Abstract
A conference called “Incommensurability 50” in honor of Kuhn’s book, in Taipei in 2012, put his philosophy in the best light possible. When discussing Kuhn’s philosophy, what we want to know most is, how did he manage to avoid both relativism and dogmatism, as he said he did. Here let us suppose that he did. After all, there is no proof that he failed, and so we may assume that he succeeded. His chief problem then was, how can science display the pluralism that since Einstein it does, yet avoid controversy? To come to grips with this question, we should dismiss some common superstitions first and see what remains then of Kuhn’s celebrated teachings.
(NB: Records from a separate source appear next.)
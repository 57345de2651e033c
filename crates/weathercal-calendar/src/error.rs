//! Calendar-specific error types.

use thiserror::Error;

#[derive(Error, Debug)]
pub enum CalendarError {
    #[error("Authentication required")]
    AuthRequired,

    #[error("Token expired")]
    TokenExpired,

    #[error("Rate limited, retry after {0} seconds")]
    RateLimited(u64),

    #[error("Event not found: {0}")]
    EventNotFound(String),

    #[error("API error: {0}")]
    ApiError(String),

    #[error("Network error: {0}")]
    NetworkError(#[from] reqwest::Error),
}

impl CalendarError {
    /// Whether this error should trigger a token refresh by the caller.
    pub fn is_auth_error(&self) -> bool {
        matches!(self, Self::TokenExpired | Self::AuthRequired)
    }
}

#[cfg(test)]
mod tests {
    use super::*;

    #[test]
    fn auth_errors_are_classified() {
        assert!(CalendarError::TokenExpired.is_auth_error());
        assert!(CalendarError::AuthRequired.is_auth_error());
        assert!(!CalendarError::EventNotFound("x".into()).is_auth_error());
        assert!(!CalendarError::RateLimited(30).is_auth_error());
    }
}
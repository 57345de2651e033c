//! Google Calendar API client.

use chrono::{Days, NaiveDate, NaiveTime};
use tracing::instrument;

use crate::error::CalendarError;
use crate::types::{ApiEvent, Event, EventListResponse};

const CALENDAR_API_BASE: &str = "https://www.googleapis.com/calendar/v3";

pub struct CalendarClient {
    client: reqwest::Client,
    access_token: String,
    base_url: String,
}

impl CalendarClient {
    pub fn new(access_token: &str) -> Self {
        Self {
            client: reqwest::Client::new(),
            access_token: access_token.to_string(),
            base_url: CALENDAR_API_BASE.to_string(),
        }
    }

    #[cfg(test)]
    pub fn new_with_base_url(access_token: &str, base_url: &str) -> Self {
        Self {
            client: reqwest::Client::new(),
            access_token: access_token.to_string(),
            base_url: base_url.to_string(),
        }
    }

    fn auth_header(&self) -> String {
        format!("Bearer {}", self.access_token)
    }

    /// Find the event for a given date, if any.
    ///
    /// Prefers the event whose all-day start matches the date exactly;
    /// falls back to the first event in the day's window.
    #[instrument(skip(self), level = "info")]
    pub async fn find_event(
        &self,
        calendar_id: &str,
        date: NaiveDate,
    ) -> Result<Option<Event>, CalendarError> {
        let time_min = date.and_time(NaiveTime::MIN).and_utc();
        let time_max = (date + Days::new(1)).and_time(NaiveTime::MIN).and_utc();

        let url = format!(
            "{}/calendars/{}/events?timeMin={}&timeMax={}&singleEvents=true&orderBy=startTime",
            self.base_url,
            urlencoding::encode(calendar_id),
            urlencoding::encode(&time_min.to_rfc3339()),
            urlencoding::encode(&time_max.to_rfc3339()),
        );

        let response = self
            .client
            .get(&url)
            .header("Authorization", self.auth_header())
            .send()
            .await?;

        let resp: EventListResponse = self.handle_response(response).await?;
        let mut events: Vec<Event> = resp.items.into_iter().map(Event::from_api).collect();

        if let Some(index) = events.iter().position(|e| e.date == Some(date)) {
            return Ok(Some(events.swap_remove(index)));
        }
        Ok(events.into_iter().next())
    }

    /// Create an all-day event with default reminders disabled.
    #[instrument(skip(self, summary, description), level = "info")]
    pub async fn create_event(
        &self,
        calendar_id: &str,
        date: NaiveDate,
        summary: &str,
        location: &str,
        description: Option<&str>,
    ) -> Result<Event, CalendarError> {
        let url = format!(
            "{}/calendars/{}/events",
            self.base_url,
            urlencoding::encode(calendar_id),
        );

        let response = self
            .client
            .post(&url)
            .header("Authorization", self.auth_header())
            .json(&event_body(date, summary, location, description))
            .send()
            .await?;

        let api_event: ApiEvent = self.handle_response(response).await?;
        Ok(Event::from_api(api_event))
    }

    /// Replace an existing event with a fresh all-day body.
    #[instrument(skip(self, summary, description), level = "info")]
    pub async fn update_event(
        &self,
        calendar_id: &str,
        event_id: &str,
        date: NaiveDate,
        summary: &str,
        location: &str,
        description: Option<&str>,
    ) -> Result<Event, CalendarError> {
        let url = format!(
            "{}/calendars/{}/events/{}",
            self.base_url,
            urlencoding::encode(calendar_id),
            urlencoding::encode(event_id),
        );

        let response = self
            .client
            .put(&url)
            .header("Authorization", self.auth_header())
            .json(&event_body(date, summary, location, description))
            .send()
            .await?;

        let api_event: ApiEvent = self.handle_response(response).await?;
        Ok(Event::from_api(api_event))
    }

    /// Create the day's event, or refresh it if one already exists.
    #[instrument(skip(self, summary, description), level = "info")]
    pub async fn upsert_event(
        &self,
        calendar_id: &str,
        date: NaiveDate,
        summary: &str,
        location: &str,
        description: Option<&str>,
    ) -> Result<Event, CalendarError> {
        match self.find_event(calendar_id, date).await? {
            Some(existing) => {
                self.update_event(calendar_id, &existing.id, date, summary, location, description)
                    .await
            }
            None => {
                self.create_event(calendar_id, date, summary, location, description)
                    .await
            }
        }
    }

    /// Helper to handle API responses and errors.
    async fn handle_response<T: serde::de::DeserializeOwned>(
        &self,
        response: reqwest::Response,
    ) -> Result<T, CalendarError> {
        let status = response.status();

        if status.is_success() {
            response
                .json()
                .await
                .map_err(|e| CalendarError::ApiError(format!("JSON parse error: {e}")))
        } else if status.as_u16() == 401 {
            Err(CalendarError::TokenExpired)
        } else if status.as_u16() == 403 {
            Err(CalendarError::AuthRequired)
        } else if status.as_u16() == 404 {
            let text = response.text().await.unwrap_or_default();
            Err(CalendarError::EventNotFound(text))
        } else if status.as_u16() == 429 {
            let retry_after = response
                .headers()
                .get("Retry-After")
                .and_then(|v| v.to_str().ok())
                .and_then(|s| s.parse().ok())
                .unwrap_or(60);
            Err(CalendarError::RateLimited(retry_after))
        } else {
            let text = response.text().await.unwrap_or_default();
            Err(CalendarError::ApiError(format!("{status}: {text}")))
        }
    }
}

/// All-day event body shared by create and update.
fn event_body(
    date: NaiveDate,
    summary: &str,
    location: &str,
    description: Option<&str>,
) -> serde_json::Value {
    serde_json::json!({
        "summary": summary,
        "location": location,
        "description": description.unwrap_or(""),
        "start": { "date": date.to_string() },
        "end": { "date": date.to_string() },
        "reminders": { "useDefault": false },
    })
}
Kuhn’s claim that different paradigms cannot be compared is reconcilable with Einstein’s constant search for crucial experiments and his methodological theory of scientific theories as series of approximations to the truth: they are comparable in their degrees of precision, not as images of the world. Hence, researchers who follow different paradigms live in different worlds. On this we may disagree with him: we live in one world.
The whole of science is nothing more than a refinement of everyday thinking
(Einstein, 1936, 59).
No fairer destiny could be allotted to any physical theory than that it should of itself point out the way to the introduction of a more comprehensive theory in which it lives on as a limiting case
(Einstein, 1920, 78).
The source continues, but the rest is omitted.